If the image above makes you salivate or at least gets your mind buzzing with excitement, you want to head directly over to Cambridge Publishing and grab the new 422 page Handbook of Mathematical Functions. Why? As noted in the press release:
The NIST HANDBOOK OF MATHEMATICAL FUNCTIONS has been the most widely distributed and cited resource for scholars, scientists, and engineers ever since it was first published in 1964. Over the past few decades, tremendous advances in applications of mathematics have taken place and the 2010 edition reflects these modern developments in theoretical and applied science.
So what do you get in this massive volume? From the description at Cambridge Publishing
Modern developments in theoretical and applied science depend on knowledge of the properties of mathematical functions, from elementary trigonometric functions to the multitude of special functions. These functions appear whenever natural phenomena are studied, engineering problems are formulated, and numerical simulations are performed. They also crop up in statistics, financial models, and economic analysis. Using them effectively requires practitioners to have ready access to a reliable collection of their properties. This handbook results from a 10-year project conducted by the National Institute of Standards and Technology with an international group of expert authors and validators. Printed in full colour, it is destined to replace its predecessor, the classic but long-outdated Handbook of Mathematical Functions, edited by Abramowitz and Stegun. Includes a DVD with a searchable PDF of each chapter.

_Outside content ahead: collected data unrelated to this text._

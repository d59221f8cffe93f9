//! 64-bit name fingerprinting.
//!
//! All four algorithms cap iteration at a configurable number of bytes
//! (see `Config::hash_cap_bytes`) so that worst-case latency is constant
//! regardless of name length; a name longer than the cap is hashed over
//! its leading bytes only. These are fingerprints for map-key purposes,
//! not cryptographic digests: callers must not rely on collision
//! resistance.

use serde::Deserialize;

/// Default value of `Config::hash_cap_bytes`.
pub const DEFAULT_HASH_CAP_BYTES: usize = 64;

/// Selects which of the four fast-path hash functions [`hash_name`] uses.
#[derive(Debug, Deserialize, Clone, Copy, PartialEq, Eq, Default)]
#[serde(rename_all = "snake_case")]
pub enum HashAlgorithm {
    Simple = 0,
    #[default]
    Jenkins = 1,
    Murmur = 2,
    XxHashLike = 3,
}

impl HashAlgorithm {
    pub fn from_id(id: u8) -> Option<Self> {
        match id {
            0 => Some(Self::Simple),
            1 => Some(Self::Jenkins),
            2 => Some(Self::Murmur),
            3 => Some(Self::XxHashLike),
            _ => None,
        }
    }
}

/// Hashes `bytes` (truncated to `cap_bytes`) with the selected algorithm.
/// A zero-length input hashes to a well-defined constant for every
/// algorithm (each algorithm's identity/seed value).
pub fn hash_name(bytes: &[u8], algo: HashAlgorithm, cap_bytes: usize) -> u64 {
    let bytes = if bytes.len() > cap_bytes {
        &bytes[..cap_bytes]
    } else {
        bytes
    };
    match algo {
        HashAlgorithm::Simple => simple_hash(bytes),
        HashAlgorithm::Jenkins => jenkins_hash(bytes),
        HashAlgorithm::Murmur => murmur_hash(bytes),
        HashAlgorithm::XxHashLike => xxhash_like(bytes),
    }
}

/// Rolling `h = ((h << 5) + h) ^ b`, the source's default-case hash.
fn simple_hash(bytes: &[u8]) -> u64 {
    let mut hash: u64 = 0;
    for &b in bytes {
        hash = hash.wrapping_shl(5).wrapping_add(hash) ^ (b as u64);
    }
    hash
}

/// Jenkins one-at-a-time, the source's kernel-side default algorithm.
fn jenkins_hash(bytes: &[u8]) -> u64 {
    let mut hash: u64 = 0;
    for &b in bytes {
        hash = hash.wrapping_add(b as u64);
        hash = hash.wrapping_add(hash.wrapping_shl(10));
        hash ^= hash >> 6;
    }
    hash = hash.wrapping_add(hash.wrapping_shl(3));
    hash ^= hash >> 11;
    hash = hash.wrapping_add(hash.wrapping_shl(15));
    hash
}

/// Murmur-like 64-bit mix. Reuses `0x5bd1e995` as both seed and multiplier,
/// matching the source's simplified (non-MurmurHash3) construction.
fn murmur_hash(bytes: &[u8]) -> u64 {
    const M: u64 = 0x5bd1e995;
    let seed: u64 = M ^ (bytes.len() as u64);
    let mut hash: u64 = seed;

    let mut chunks = bytes.chunks_exact(8);
    for chunk in &mut chunks {
        let mut k = u64::from_le_bytes(chunk.try_into().expect("chunk is exactly 8 bytes"));
        k = k.wrapping_mul(M);
        k ^= k >> 24;
        k = k.wrapping_mul(M);
        hash = hash.wrapping_mul(M);
        hash ^= k;
    }

    let remainder = chunks.remainder();
    if let Some(&first) = remainder.first() {
        hash ^= first as u64;
        hash = hash.wrapping_mul(M);
    }

    hash ^= hash >> 13;
    hash = hash.wrapping_mul(M);
    hash ^= hash >> 15;
    hash
}

/// Single-accumulator block hash, not real xxHash64: the source notes the
/// BPF verifier's loop-count limits forced a "simplified approach for eBPF
/// compatibility" with one `h64` accumulator and no multi-lane mixing. Kept
/// bit-for-bit compatible with that construction rather than upgraded to a
/// conforming xxHash64, since two routers must agree on the same bits to
/// agree on a name's identity.
fn xxhash_like(bytes: &[u8]) -> u64 {
    const PRIME64_1: u64 = 0x9E3779B185EBCA87;
    const PRIME64_2: u64 = 0xC2B2AE3D27D4EB4F;
    const PRIME64_3: u64 = 0x165667B19E3779F9;
    const PRIME64_4: u64 = 0x85EBCA77C2B2AE63;
    const PRIME64_5: u64 = 0x27D4EB2F165667C5;

    let len = bytes.len() as u64;
    let mut hash: u64 = PRIME64_5;

    if bytes.len() >= 32 {
        // The kernel side unrolls at most 8 blocks (64 bytes); callers cap
        // the name at that length before reaching this function anyway.
        for chunk in bytes.chunks_exact(8).take(8) {
            let k1 = u64::from_le_bytes(chunk.try_into().expect("8 bytes"));
            hash ^= k1.wrapping_mul(PRIME64_2);
            hash = hash.rotate_left(31).wrapping_mul(PRIME64_1);
            hash = hash.wrapping_mul(PRIME64_1).wrapping_add(PRIME64_4);
        }
        hash = hash.wrapping_add(len);
    } else if bytes.len() >= 16 {
        let mut chunks = bytes.chunks_exact(8);
        let a = u64::from_le_bytes(chunks.next().expect("8 bytes").try_into().expect("8 bytes"));
        hash ^= a.wrapping_mul(PRIME64_2);
        hash = hash.rotate_left(31).wrapping_mul(PRIME64_1);
        let b = u64::from_le_bytes(chunks.next().expect("8 bytes").try_into().expect("8 bytes"));
        hash ^= b.wrapping_mul(PRIME64_2);
        hash = hash.rotate_left(31).wrapping_mul(PRIME64_1);
        hash = hash.wrapping_add(len);
    } else if bytes.len() >= 8 {
        let a = u64::from_le_bytes(bytes[..8].try_into().expect("8 bytes"));
        hash ^= a.wrapping_mul(PRIME64_2);
        hash = hash.rotate_left(31).wrapping_mul(PRIME64_1);
        hash = hash.wrapping_add(len);
    } else {
        for &b in bytes.iter().take(8) {
            hash ^= (b as u64).wrapping_mul(PRIME64_5);
            hash = hash.rotate_left(11).wrapping_mul(PRIME64_1);
        }
        hash = hash.wrapping_add(len);
    }

    hash ^= hash >> 33;
    hash = hash.wrapping_mul(PRIME64_2);
    hash ^= hash >> 29;
    hash = hash.wrapping_mul(PRIME64_3);
    hash ^= hash >> 32;
    hash
}

#[cfg(test)]
mod tests {
    use super::*;

    #[test]
    fn empty_input_is_well_defined_for_every_algorithm() {
        for algo in [
            HashAlgorithm::Simple,
            HashAlgorithm::Jenkins,
            HashAlgorithm::Murmur,
            HashAlgorithm::XxHashLike,
        ] {
            // must not panic, and must be deterministic
            let a = hash_name(&[], algo, DEFAULT_HASH_CAP_BYTES);
            let b = hash_name(&[], algo, DEFAULT_HASH_CAP_BYTES);
            assert_eq!(a, b);
        }
    }

    #[test]
    fn names_longer_than_cap_truncate_identically() {
        let mut long = vec![0x41u8; 200];
        for (i, b) in long.iter_mut().enumerate() {
            *b = (i % 251) as u8;
        }
        let capped = &long[..DEFAULT_HASH_CAP_BYTES];
        for algo in [
            HashAlgorithm::Simple,
            HashAlgorithm::Jenkins,
            HashAlgorithm::Murmur,
            HashAlgorithm::XxHashLike,
        ] {
            assert_eq!(
                hash_name(&long, algo, DEFAULT_HASH_CAP_BYTES),
                hash_name(capped, algo, DEFAULT_HASH_CAP_BYTES)
            );
        }
    }

    #[test]
    fn smaller_cap_changes_the_hash() {
        let name = b"foo/bar/baz";
        let full = hash_name(name, HashAlgorithm::Jenkins, DEFAULT_HASH_CAP_BYTES);
        let truncated = hash_name(name, HashAlgorithm::Jenkins, 4);
        assert_ne!(full, truncated);
    }

    #[test]
    fn jenkins_is_deterministic_and_distinguishes_inputs() {
        let a = hash_name(b"foo/ba", HashAlgorithm::Jenkins, DEFAULT_HASH_CAP_BYTES);
        let b = hash_name(b"foo/bb", HashAlgorithm::Jenkins, DEFAULT_HASH_CAP_BYTES);
        assert_ne!(a, b);
        assert_eq!(a, hash_name(b"foo/ba", HashAlgorithm::Jenkins, DEFAULT_HASH_CAP_BYTES));
    }

    #[test]
    fn algorithm_from_id_rejects_unknown() {
        assert_eq!(HashAlgorithm::from_id(1), Some(HashAlgorithm::Jenkins));
        assert_eq!(HashAlgorithm::from_id(9), None);
    }
}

So where did my cool image come from? Thought you’d never ask – it is from my new favorite NIST resource: the DIGITAL Library of Mathematical Functions! This is the online companion to the guide, which actually began as the full update to the 1964 volume and ended up forming the basis for the new 2010 release. In other words, you can actually find all of the basic content from the physical release in this online resource!
The Digital Library of Mathematical Functions (DLMF) Project was initiated to perform a complete revision of Abramowitz and Stegun’s Handbook of Mathematical Functions with Formulas, Graphs, and Mathematical Tables, published in 1964 by the National Bureau of Standards. See R. F. Boisvert and D. W. Lozier (2001) for historical background about this important publication. The DLMF Project has updated and expanded the coverage for current needs. The results have been published in book form as the NIST Handbook of Mathematical Functions, by Cambridge University Press, and disseminated in the free electronic Digital Library of Mathematical Functions.
So … if you are looking for the answers to all of your pressing boundary value problems, look no further! In all seriousness, I was poring through a book trying to remember something about eigenvalues last week and found it in about 10 seconds on the DLMF! As I said – this is my new favorite math site! Check it out!